Asked whether the autopilot would have to be manually switched on, or whether it could have been activated automatically under a default setting, Dolan replied, “The basic assumption would be that if the autopilot is operational it’s because it’s been switched on.”
But exactly why the autopilot would have been set on a flight path so far off course from the jet’s destination of Beijing, and exactly when it was switched on remains unknown.
The New York Times explains what likely happened:
A report issued by the Australian Transport Safety Bureau, outlining how the new search zone had been chosen, said that the most likely scenario as the aircraft headed south across the Indian Ocean on March 8 was that the crew was suffering from hypoxia or was otherwise unresponsive.
Hypoxia occurs when a plane loses air pressure and the pilots, lacking adequate oxygen, become confused and incapable of performing even basic manual tasks.
Pilots are trained to put on oxygen masks immediately if an aircraft suffers depressurization; their masks have an hour’s air supply, compared with only a few minutes for the passengers. The plane, which left Kuala Lumpur, Malaysia, bound for Beijing, with 239 people aboard, made its turn south toward the Indian Ocean about an hour after it stopped responding to air-traffic controllers….
Evidence for an unresponsive crew as the plane flew south includes the loss of radio communications, a long period with no maneuvering of the aircraft, a steadily maintained cruise altitude and eventual fuel exhaustion and descent, the report said.
“Given these observations, the final stages of the unresponsive crew/hypoxia event type appeared to best fit the available evidence for the final period of MH370’s flight when it was heading in a generally southerly direction,” the document said.
Based on the report, a new search zone has been designated, according to the LA Times:
Experts from Boeing and the U.S. National Transportation Safety Board were among the specialists who helped define the zone, based on satellite data and analysis of previous similar incidents.
The new zone, about 1,100 miles west of Perth, Australia, is farther south than where previous intensive search efforts were carried out this spring after the plane vanished March 8 with 239 people aboard. The flight was en route from Kuala Lumpur to Beijing when it went missing….
Australia Deputy Prime Minister Warren Truss said the search was continuing with a mapping of the ocean floor in the newly defined area, to be followed by a comprehensive seafloor search.
The seafloor search, he said, should start around August and be completed within one year. The area is 58 miles wide and 400 miles long, covering an area as big as Lake Huron, the second-largest of the U.S. Great Lakes.

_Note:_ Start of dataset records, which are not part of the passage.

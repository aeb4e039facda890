use crate::platform::rest::DiscordRest;
use crate::platform::traits::InboundMessage;
use futures_util::{SinkExt, StreamExt};
use serde_json::json;
use std::time::Duration;
use tokio::sync::mpsc;
use tokio_tungstenite::tungstenite::Message;
use tokio_util::sync::CancellationToken;
use tracing::{debug, info, warn};

// GUILDS | GUILD_MESSAGES | MESSAGE_CONTENT
const INTENTS: u64 = 33281;

const RECONNECT_BACKOFF_MAX: Duration = Duration::from_secs(60);

/// Discord gateway websocket reader that forwards channel messages.
pub struct DiscordGateway {
    rest: DiscordRest,
    bot_user_id: String,
    allowed_channel_ids: Vec<String>,
}

enum SessionEnd {
    Shutdown,
    Reconnect,
}

impl DiscordGateway {
    #[must_use]
    pub fn new(rest: DiscordRest, bot_user_id: String, allowed_channel_ids: Vec<String>) -> Self {
        Self {
            rest,
            bot_user_id,
            allowed_channel_ids,
        }
    }

    /// Keep a gateway session open until `shutdown` fires, reconnecting with
    /// exponential backoff after errors.
    ///
    /// # Errors
    /// Returns an error when the inbound receiver has been dropped.
    pub async fn run(
        &self,
        inbound_tx: mpsc::Sender<InboundMessage>,
        shutdown: CancellationToken,
    ) -> anyhow::Result<()> {
        let mut backoff = Duration::from_secs(1);
        loop {
            match self.session(&inbound_tx, &shutdown).await {
                Ok(SessionEnd::Shutdown) => return Ok(()),
                Ok(SessionEnd::Reconnect) => {
                    backoff = Duration::from_secs(1);
                    info!("discord gateway asked for reconnect");
                }
                Err(e) => {
                    if inbound_tx.is_closed() {
                        anyhow::bail!("inbound command channel closed");
                    }
                    warn!("discord gateway session ended: {e}; retrying in {}s", backoff.as_secs());
                }
            }

            tokio::select! {
                () = shutdown.cancelled() => return Ok(()),
                () = tokio::time::sleep(backoff) => {}
            }
            backoff = (backoff * 2).min(RECONNECT_BACKOFF_MAX);
        }
    }

    async fn session(
        &self,
        inbound_tx: &mpsc::Sender<InboundMessage>,
        shutdown: &CancellationToken,
    ) -> anyhow::Result<SessionEnd> {
        let gateway_resp: serde_json::Value = reqwest::Client::new()
            .get(format!("{}/gateway/bot", self.rest.api_base()))
            .header("Authorization", format!("Bot {}", self.rest.bot_token()))
            .send()
            .await?
            .error_for_status()?
            .json()
            .await?;

        let gateway_url = gateway_resp
            .get("url")
            .and_then(serde_json::Value::as_str)
            .unwrap_or("wss://gateway.discord.gg");
        let ws_url = format!("{gateway_url}/?v=10&encoding=json");

        let (stream, _) = tokio_tungstenite::connect_async(&ws_url).await?;
        let (mut write, mut read) = stream.split();

        let hello = read
            .next()
            .await
            .ok_or_else(|| anyhow::anyhow!("no hello"))??;
        let hello_text = match hello {
            Message::Text(text) => text.to_string(),
            _ => anyhow::bail!("unexpected discord hello payload"),
        };
        let hello_json: serde_json::Value = serde_json::from_str(&hello_text)?;
        let heartbeat_interval_ms = hello_json
            .get("d")
            .and_then(|v| v.get("heartbeat_interval"))
            .and_then(serde_json::Value::as_u64)
            .unwrap_or(41_250);

        let identify = json!({
            "op": 2,
            "d": {
                "token": self.rest.bot_token(),
                "intents": INTENTS,
                "properties": {
                    "os": std::env::consts::OS,
                    "browser": "foulbot",
                    "device": "foulbot"
                }
            }
        });
        write.send(Message::Text(identify.to_string())).await?;
        info!("discord gateway connected");

        let mut heartbeat =
            tokio::time::interval(Duration::from_millis(heartbeat_interval_ms));
        let mut sequence = serde_json::Value::Null;

        loop {
            tokio::select! {
                () = shutdown.cancelled() => {
                    let _ = write.send(Message::Close(None)).await;
                    info!("discord gateway closed");
                    return Ok(SessionEnd::Shutdown);
                }
                _ = heartbeat.tick() => {
                    let beat = json!({"op": 1, "d": sequence});
                    if write.send(Message::Text(beat.to_string())).await.is_err() {
                        anyhow::bail!("discord heartbeat failed");
                    }
                }
                maybe_msg = read.next() => {
                    let raw = match maybe_msg {
                        Some(Ok(Message::Text(text))) => text.to_string(),
                        Some(Ok(Message::Close(_))) | None => {
                            anyhow::bail!("discord websocket closed");
                        }
                        Some(Ok(_)) => continue,
                        Some(Err(err)) => anyhow::bail!("discord websocket error: {err}"),
                    };

                    let payload: serde_json::Value = match serde_json::from_str(&raw) {
                        Ok(v) => v,
                        Err(_) => continue,
                    };
                    if let Some(s) = payload.get("s").filter(|s| !s.is_null()) {
                        sequence = s.clone();
                    }

                    match payload.get("op").and_then(serde_json::Value::as_u64) {
                        // Reconnect / invalid session
                        Some(7 | 9) => return Ok(SessionEnd::Reconnect),
                        Some(1) => {
                            let beat = json!({"op": 1, "d": sequence});
                            write.send(Message::Text(beat.to_string())).await?;
                            continue;
                        }
                        _ => {}
                    }

                    let Some(inbound) = self.inbound_from_event(&payload) else {
                        continue;
                    };
                    debug!("command candidate from {} in {}", inbound.author_id, inbound.channel_id);
                    if inbound_tx.send(inbound).await.is_err() {
                        anyhow::bail!("inbound command channel closed");
                    }
                }
            }
        }
    }

    fn is_channel_allowed(&self, channel_id: &str) -> bool {
        if self.allowed_channel_ids.is_empty() {
            return true;
        }
        self.allowed_channel_ids
            .iter()
            .any(|c| c == "*" || c.as_str() == channel_id)
    }

    /// Extract a user message from a `MESSAGE_CREATE` dispatch. Our own
    /// messages, other bots and disallowed channels are ignored.
    fn inbound_from_event(&self, payload: &serde_json::Value) -> Option<InboundMessage> {
        let event_name = payload.get("t").and_then(serde_json::Value::as_str)?;
        if event_name != "MESSAGE_CREATE" {
            return None;
        }
        let data = payload.get("d")?;

        let author = data.get("author")?;
        let author_id = author.get("id").and_then(serde_json::Value::as_str)?;
        if author_id.is_empty() || author_id == self.bot_user_id {
            return None;
        }
        if author
            .get("bot")
            .and_then(serde_json::Value::as_bool)
            .unwrap_or(false)
        {
            return None;
        }

        let channel_id = data.get("channel_id").and_then(serde_json::Value::as_str)?;
        if channel_id.is_empty() || !self.is_channel_allowed(channel_id) {
            return None;
        }

        let content = data
            .get("content")
            .and_then(serde_json::Value::as_str)
            .unwrap_or_default()
            .trim();
        if content.is_empty() {
            return None;
        }

        Some(InboundMessage {
            channel_id: channel_id.to_owned(),
            author_id: author_id.to_owned(),
            message_id: data
                .get("id")
                .and_then(serde_json::Value::as_str)
                .unwrap_or_default()
                .to_owned(),
            content: content.to_owned(),
        })
    }
}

By comparison, the area searched with a robotic, sonar-equipped submarine in May was about 330 square miles.
There was exciting news yesterday in the struggle to legalize same-sex marriage state by state.
From NPR: Federal Judges Reverse Gay-Marriage Bans In Utah, Indiana.
Utah and Indiana are the latest states to see their bans on same-sex marriage struck down by a federal court, following rulings in both states Wednesday that found the prohibition unconstitutional.
In Utah, the 10th Circuit Court of Appeals panel upheld a lower court ruling striking down the state’s gay-marriage ban. And in Indiana,U.S. District Judge Richard Young made a similar ruling.
“It is wholly illogical to believe that state recognition of love and commitment of same-sex couples will alter the most intimate and personal decisions of opposite-sex couples,” the three-judge panel in the Utah case said. The panel immediately put the ruling on hold pending its appeal, either to the entire 10th Circuit or directly to the U.S. Supreme Court, according to The Associated Press.
In Indiana, Young wrote: “Same-sex couples, who would otherwise qualify to marry in Indiana, have the right to marry in Indiana. … These couples, when gender and sexual orientation are taken away, are in all respects like the family down the street. The Constitution demands that we treat them as such.”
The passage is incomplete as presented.